# Coding mother's record with delivery prior to arrival



## CCANTER (Mar 27, 2018)

I am needing help please with how to code this with the ICD CM codes.  The patient delivered in ambulance prior to arrival at the hospital.  When the patient arrived at the hospital the provider repaired the patient's lacerations and delivered the placenta.  I know there is a code for encounter for immediate postpartum care.  I am not sure do I use this with the ICD 10 CM codes for the lacerations?  But when I code the lacerations it is asking that I code outcome of delivery and the weeks of pregnancy.
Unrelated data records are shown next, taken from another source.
#[cfg(test)]
mod tests {
    use super::*;
    use crate::sql::lexer;

    fn parse_sql(sql: &str) -> Result<Vec<Statement>> {
        Parser::new(lexer::lex(sql)?).parse()
    }

    fn parse_one(sql: &str) -> Statement {
        let mut statements = parse_sql(sql).unwrap();
        assert_eq!(statements.len(), 1, "expected one statement");
        statements.remove(0)
    }

    #[test]
    fn test_parse_create_table() {
        let stmt = parse_one("CREATE TABLE account (id INT, email TEXT)");
        match stmt {
            Statement::CreateTable(c) => {
                assert!(!c.if_not_exists);
                assert_eq!(c.table, "account");
                assert_eq!(c.columns.len(), 2);
                assert_eq!(c.columns[0].name, "id");
                assert_eq!(c.columns[1].type_name, "TEXT");
            }
            _ => panic!("expected CREATE TABLE"),
        }
    }

    #[test]
    fn test_parse_create_table_constraints_any_order() {
        let stmt = parse_one(
            "CREATE TABLE IF NOT EXISTS t (
                id BIGSERIAL PRIMARY KEY,
                email VARCHAR(255) UNIQUE NOT NULL,
                age INT DEFAULT 42,
                created TIMESTAMP WITH TIME ZONE DEFAULT NOW(),
                updated TIMESTAMP DEFAULT LOCALTIMESTAMP ON UPDATE CURRENT_TIMESTAMP
            )",
        );
        match stmt {
            Statement::CreateTable(c) => {
                assert!(c.if_not_exists);
                let email = &c.columns[1];
                assert!(email.unique);
                assert!(!email.nullable);
                assert_eq!(email.type_name, "VARCHAR(255)");

                let age = &c.columns[2];
                assert_eq!(
                    age.default_value,
                    Some(ValueAction::Literal(Value::Integer(42)))
                );

                let created = &c.columns[3];
                assert_eq!(created.type_name, "TIMESTAMP with time zone");
                assert_eq!(created.default_value, Some(ValueAction::CurrentTimestamp));

                let updated = &c.columns[4];
                assert_eq!(updated.on_update_value, Some(ValueAction::CurrentTimestamp));
            }
            _ => panic!("expected CREATE TABLE"),
        }
    }

    #[test]
    fn test_parse_create_table_with_table_constraints() {
        let stmt = parse_one(
            "CREATE TABLE t (
                id INT,
                other_id INT,
                PRIMARY KEY (id),
                UNIQUE KEY uniq_other (other_id),
                INDEX idx_other USING BTREE (other_id ASC),
                FOREIGN KEY fk_other (other_id) REFERENCES other (id) MATCH SIMPLE ON DELETE CASCADE ON UPDATE SET NULL
            ) ENGINE=InnoDB DEFAULT CHARSET=utf8",
        );
        match stmt {
            Statement::CreateTable(c) => {
                // Constraints and options are accepted and discarded.
                assert_eq!(c.columns.len(), 2);
            }
            _ => panic!("expected CREATE TABLE"),
        }
    }

    #[test]
    fn test_parse_select_star() {
        let stmt = parse_one("SELECT * FROM account");
        match stmt {
            Statement::Select(s) => {
                assert_eq!(s.tables[0].name, "account");
                assert!(matches!(
                    &s.projections[0],
                    Projection::Attribute { attr, .. } if attr.is_star()
                ));
                // Implicit WHERE matches every row.
                assert_eq!(s.conditions[0].comparison, Comparison::True);
            }
            _ => panic!("expected SELECT"),
        }
    }

    #[test]
    fn test_parse_select_join_order_limit() {
        let stmt = parse_one(
            "SELECT user.name, address.value FROM user \
             JOIN address ON address.user_id = user.id \
             WHERE user.id = $1 \
             ORDER BY address.value ASC LIMIT 10 OFFSET 2 FOR UPDATE",
        );
        match stmt {
            Statement::Select(s) => {
                assert_eq!(s.joins.len(), 1);
                assert_eq!(s.joins[0].table.name, "address");
                assert_eq!(s.joins[0].left.to_string(), "address.user_id");
                assert_eq!(s.joins[0].right.to_string(), "user.id");
                assert_eq!(
                    s.conditions[0].comparison,
                    Comparison::Binary {
                        left: AttrRef {
                            table: Some("user".into()),
                            name: "id".into()
                        },
                        op: CompareOp::Eq,
                        right: Operand::Placeholder(0),
                    }
                );
                let order = s.order_by.unwrap();
                assert_eq!(order.direction, Direction::Asc);
                assert_eq!(s.limit, Some(10));
                assert_eq!(s.offset, Some(2));
                assert!(s.for_update);
            }
            _ => panic!("expected SELECT"),
        }
    }

    #[test]
    fn test_parse_select_outer_join_keywords() {
        let stmt = parse_one(
            "SELECT a.x FROM a LEFT OUTER JOIN b ON b.a_id = a.id INNER JOIN c ON c.b_id = b.id",
        );
        match stmt {
            Statement::Select(s) => {
                assert_eq!(s.joins.len(), 2);
                assert_eq!(s.joins[0].join_type, JoinType::Left);
                assert_eq!(s.joins[1].join_type, JoinType::Inner);
            }
            _ => panic!("expected SELECT"),
        }
    }

    #[test]
    fn test_parse_where_one_equals_one() {
        let stmt = parse_one("SELECT COUNT(*) FROM a WHERE 1=1");
        match stmt {
            Statement::Select(s) => {
                assert!(matches!(&s.projections[0], Projection::Count { attr, .. } if attr.is_star()));
                assert_eq!(s.conditions[0].comparison, Comparison::True);
            }
            _ => panic!("expected SELECT"),
        }
    }

    #[test]
    fn test_parse_order_without_where_synthesizes_match_all() {
        let stmt = parse_one("SELECT id FROM u ORDER BY id DESC");
        match stmt {
            Statement::Select(s) => {
                assert_eq!(s.conditions[0].comparison, Comparison::True);
                assert_eq!(s.order_by.unwrap().direction, Direction::Desc);
            }
            _ => panic!("expected SELECT"),
        }
    }

    #[test]
    fn test_parse_insert() {
        let stmt = parse_one("INSERT INTO account ('email', age) VALUES ('foo@bar.com', 42)");
        match stmt {
            Statement::Insert(i) => {
                assert_eq!(i.table, "account");
                assert_eq!(i.columns, vec!["email", "age"]);
                assert_eq!(
                    i.values[0],
                    InsertValue::Operand(Operand::Literal(Value::Text("foo@bar.com".into())))
                );
                assert_eq!(
                    i.values[1],
                    InsertValue::Operand(Operand::Literal(Value::Integer(42)))
                );
                assert!(i.returning.is_none());
            }
            _ => panic!("expected INSERT"),
        }
    }

    #[test]
    fn test_parse_insert_returning_and_symbolic_values() {
        let stmt = parse_one(
            "INSERT INTO t (a, b, c, d) VALUES (DEFAULT, NULL, NOW(), false) RETURNING a",
        );
        match stmt {
            Statement::Insert(i) => {
                assert_eq!(i.values[0], InsertValue::Default);
                assert_eq!(
                    i.values[1],
                    InsertValue::Operand(Operand::Literal(Value::Null))
                );
                assert_eq!(i.values[2], InsertValue::Operand(Operand::CurrentTimestamp));
                assert_eq!(
                    i.values[3],
                    InsertValue::Operand(Operand::Literal(Value::Bool(false)))
                );
                assert_eq!(i.returning.unwrap().name, "a");
            }
            _ => panic!("expected INSERT"),
        }
    }

    #[test]
    fn test_parse_insert_without_column_list() {
        let stmt = parse_one("INSERT INTO account VALUES (1, 'a')");
        match stmt {
            Statement::Insert(i) => {
                assert!(i.columns.is_empty());
                assert_eq!(i.values.len(), 2);
            }
            _ => panic!("expected INSERT"),
        }
    }

    #[test]
    fn test_parse_insert_default_values() {
        let stmt = parse_one("INSERT INTO t DEFAULT VALUES");
        match stmt {
            Statement::Insert(i) => {
                assert!(i.columns.is_empty());
                assert!(i.values.is_empty());
            }
            _ => panic!("expected INSERT"),
        }
    }

    #[test]
    fn test_parse_escaped_string_value() {
        let stmt = parse_one("INSERT INTO user (name) VALUES ($$riri$$)");
        match stmt {
            Statement::Insert(i) => {
                assert_eq!(
                    i.values[0],
                    InsertValue::Operand(Operand::Literal(Value::Text("riri".into())))
                );
            }
            _ => panic!("expected INSERT"),
        }
    }

    #[test]
    fn test_parse_update() {
        let stmt = parse_one("UPDATE account SET email = 'roger@gmail.com', age = 12 WHERE id = 2");
        match stmt {
            Statement::Update(u) => {
                assert_eq!(u.table, "account");
                assert_eq!(u.assignments.len(), 2);
                assert_eq!(u.assignments[0].0, "email");
                assert_eq!(u.conditions.len(), 1);
            }
            _ => panic!("expected UPDATE"),
        }
    }

    #[test]
    fn test_parse_delete_without_where_matches_all() {
        let stmt = parse_one("DELETE FROM account");
        match stmt {
            Statement::Delete(d) => {
                assert_eq!(d.table, "account");
                assert_eq!(d.conditions[0].comparison, Comparison::True);
            }
            _ => panic!("expected DELETE"),
        }
    }

    #[test]
    fn test_parse_truncate_and_drop() {
        assert_eq!(
            parse_one("TRUNCATE TABLE account"),
            Statement::Truncate(TruncateStmt {
                table: "account".into()
            })
        );
        assert_eq!(
            parse_one("DROP TABLE IF EXISTS account"),
            Statement::DropTable(DropTableStmt {
                table: "account".into(),
                if_exists: true,
            })
        );
    }

    #[test]
    fn test_parse_backtick_identifier() {
        let stmt = parse_one("SELECT `key` FROM `table_with_key`");
        match stmt {
            Statement::Select(s) => match &s.projections[0] {
                Projection::Attribute { attr, .. } => assert_eq!(attr.name, "key"),
                _ => panic!("expected attribute projection"),
            },
            _ => panic!("expected SELECT"),
        }
    }

    #[test]
    fn test_parse_in_and_is_null() {
        let stmt = parse_one("SELECT a FROM t WHERE a IN (1, 2, 3) AND b IS NOT NULL OR c IS NULL");
        match stmt {
            Statement::Select(s) => {
                assert_eq!(s.conditions.len(), 3);
                assert!(matches!(
                    &s.conditions[0].comparison,
                    Comparison::In { list, .. } if list.len() == 3
                ));
                assert_eq!(s.conditions[0].connector, Some(Connector::And));
                assert!(matches!(
                    s.conditions[1].comparison,
                    Comparison::IsNull { negated: true, .. }
                ));
                assert_eq!(s.conditions[1].connector, Some(Connector::Or));
                assert!(matches!(
                    s.conditions[2].comparison,
                    Comparison::IsNull { negated: false, .. }
                ));
            }
            _ => panic!("expected SELECT"),
        }
    }

    #[test]
    fn test_sequential_placeholders() {
        let stmt = parse_one("UPDATE t SET a = ?, b = ? WHERE id = ?");
        match stmt {
            Statement::Update(u) => {
                assert_eq!(u.assignments[0].1, Operand::Placeholder(0));
                assert_eq!(u.assignments[1].1, Operand::Placeholder(1));
                assert_eq!(
                    u.conditions[0].comparison,
                    Comparison::Binary {
                        left: AttrRef {
                            table: None,
                            name: "id".into()
                        },
                        op: CompareOp::Eq,
                        right: Operand::Placeholder(2),
                    }
                );
            }
            _ => panic!("expected UPDATE"),
        }
    }

    #[test]
    fn test_parse_grant_is_noop_statement() {
        assert_eq!(
            parse_one("GRANT ALL PRIVILEGES ON DATABASE foo TO bar"),
            Statement::Grant
        );
    }

    #[test]
    fn test_multiple_statements() {
        let statements =
            parse_sql("CREATE TABLE t (id INT); INSERT INTO t (id) VALUES (1); SELECT * FROM t")
                .unwrap();
        assert_eq!(statements.len(), 3);
    }

    #[test]
    fn test_syntax_error_reports_token_window() {
        match parse_sql("SELECT FROM WHERE") {
            Err(QuartzError::Syntax(msg)) => assert!(msg.contains("from"), "got: {msg}"),
            other => panic!("expected syntax error, got {other:?}"),
        }
    }
}
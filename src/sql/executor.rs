//! Statement executors - run tagged statements against the catalog
//!
//! One executor per verb. Executors validate against the schema, take the
//! row locks of every relation they touch (in lexicographic table-name
//! order when there is more than one), and stream results or completion
//! status to the connection.

use std::collections::HashMap;
use std::sync::Arc;

use tracing::debug;

use super::ast::*;
use super::predicate::{evaluate_conditions, resolve_operand, RowSources, Source};
use crate::catalog::{Engine, Relation};
use crate::error::{QuartzError, Result};
use crate::protocol::EngineConn;
use crate::types::{timestamp, Attribute, Row, Table, TypeFamily, Value};

pub struct Executor<'a> {
    engine: &'a Engine,
}
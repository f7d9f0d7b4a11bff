//! Catalog of relations and statement dispatch
//!
//! The engine owns a process-wide mapping from relation name to `Relation`.
//! Relations are the locking unit: every executor takes the row lock of each
//! table it touches and holds it for the whole statement.

use std::sync::atomic::{AtomicI64, Ordering};
use std::sync::Arc;

use dashmap::mapref::entry::Entry;
use dashmap::DashMap;
use parking_lot::RwLock;
use tracing::debug;

use crate::config::EngineConfig;
use crate::error::{QuartzError, Result};
use crate::protocol::EngineConn;
use crate::sql::ast::Statement;
use crate::sql::executor::Executor;
use crate::types::{Row, Table, Value};

/// A table together with its row storage, lock, and sequence.
pub struct Relation {
    pub table: Table,
    pub rows: RwLock<Vec<Row>>,
    sequence: AtomicI64,
}

impl Relation {
    pub fn new(table: Table, sequence_start: i64) -> Self {
        Self {
            table,
            rows: RwLock::new(Vec::new()),
            sequence: AtomicI64::new(sequence_start),
        }
    }

    /// Next auto-increment value. The counter increments before use, so the
    /// first value handed out is `sequence_start + 1`.
    pub fn next_sequence(&self) -> i64 {
        self.sequence.fetch_add(1, Ordering::SeqCst) + 1
    }

    /// Test hook. TRUNCATE intentionally preserves the sequence; nothing in
    /// the engine calls this.
    pub fn reset_sequence(&self, to: i64) {
        self.sequence.store(to, Ordering::SeqCst);
    }
}

/// The engine: catalog plus statement dispatch.
pub struct Engine {
    catalog: DashMap<String, Arc<Relation>>,
    config: EngineConfig,
}

impl Default for Engine {
    fn default() -> Self {
        Self::new()
    }
}

impl Engine {
    pub fn new() -> Self {
        Self::with_config(EngineConfig::default())
    }

    pub fn with_config(config: EngineConfig) -> Self {
        Self {
            catalog: DashMap::new(),
            config,
        }
    }

    pub fn config(&self) -> &EngineConfig {
        &self.config
    }

    /// Register a new relation. Returns false when the table already exists
    /// and `if_not_exists` made that acceptable.
    pub fn create_table(&self, table: Table, if_not_exists: bool) -> Result<bool> {
        match self.catalog.entry(table.name.clone()) {
            Entry::Occupied(_) => {
                if if_not_exists {
                    Ok(false)
                } else {
                    Err(QuartzError::Schema(format!(
                        "table {} already exists",
                        table.name
                    )))
                }
            }
            Entry::Vacant(slot) => {
                slot.insert(Arc::new(Relation::new(table, self.config.sequence_start)));
                Ok(true)
            }
        }
    }

    /// Remove a relation. Returns false when the table was absent and
    /// `if_exists` made that acceptable.
    pub fn drop_table(&self, name: &str, if_exists: bool) -> Result<bool> {
        match self.catalog.remove(name) {
            Some(_) => Ok(true),
            None if if_exists => Ok(false),
            None => Err(QuartzError::Schema(format!("table {name} does not exist"))),
        }
    }

    /// Clear a relation's rows, preserving schema and sequence. Returns the
    /// number of rows removed.
    pub fn truncate(&self, name: &str) -> Result<i64> {
        let relation = self.relation(name)?;
        let mut rows = relation.rows.write();
        let removed = rows.len() as i64;
        rows.clear();
        Ok(removed)
    }

    /// Handle to a relation; callers take its row lock for any access.
    pub fn relation(&self, name: &str) -> Result<Arc<Relation>> {
        self.catalog
            .get(name)
            .map(|entry| Arc::clone(entry.value()))
            .ok_or_else(|| QuartzError::Schema(format!("table {name} does not exist")))
    }

    /// Execute one parsed statement against this catalog, streaming results
    /// to the connection. Errors are surfaced on the connection's error path
    /// and returned.
    pub fn execute(
        &self,
        statement: &Statement,
        params: &[Value],
        conn: &mut dyn EngineConn,
    ) -> Result<()> {
        if self.config.log_statements {
            debug!(?statement, "executing statement");
        }

        let outcome = Executor::new(self).execute(statement, params, conn);
        if let Err(err) = &outcome {
            // Best effort; the connection may already be gone.
            let _ = conn.write_error(err.kind(), &err.to_string());
        }
        outcome
    }

    /// Lex, parse, and execute a statement string. Multiple semicolon
    /// separated statements run in order; bind parameters apply to the
    /// whole batch positionally.
    pub fn execute_sql(
        &self,
        input: &str,
        params: &[Value],
        conn: &mut dyn EngineConn,
    ) -> Result<()> {
        let statements = match crate::sql::parse(input) {
            Ok(statements) => statements,
            Err(err) => {
                let _ = conn.write_error(err.kind(), &err.to_string());
                return Err(err);
            }
        };

        for statement in &statements {
            self.execute(statement, params, conn)?;
        }
        Ok(())
    }
}
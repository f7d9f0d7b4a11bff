//! Engine configuration

use serde::{Deserialize, Serialize};

/// Tunables consumed by [`crate::Engine`].
///
/// The defaults match the documented engine semantics; tests tweak
/// `sequence_start` to exercise auto-increment behavior.
#[derive(Debug, Clone, Serialize, Deserialize)]
pub struct EngineConfig {
    /// Emit a debug trace line for every executed statement.
    pub log_statements: bool,

    /// Initial value of per-table auto-increment counters. The counter is
    /// incremented before use, so the first assigned id is `sequence_start + 1`.
    pub sequence_start: i64,
}

impl Default for EngineConfig {
    fn default() -> Self {
        Self {
            log_statements: false,
            sequence_start: 0,
        }
    }
}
So I am not sure exactly what to code for the mother's record?


----------



## pheiden15 (May 6, 2019)

I just had this scenario happen.  How did you end up billing this?

Thank you.  Pam H


----------



## meghanhannus (May 6, 2019)

Hello,

With what CCANTER described I would code CPT 59300 along with an  ICD 10 DX code depending on the degree of perineal laceration _(O70._)_ and CPT 59414-59 along with ICD 10 DX for retained placenta _(O73)_.  If the mother delivered placenta in ambulance and did not need perineal laceration repair than you could use DX Z39.0 of hospital admission as it is for care and observation in uncomplicated cases when the delivery occurs outside a healthcare facility.


----------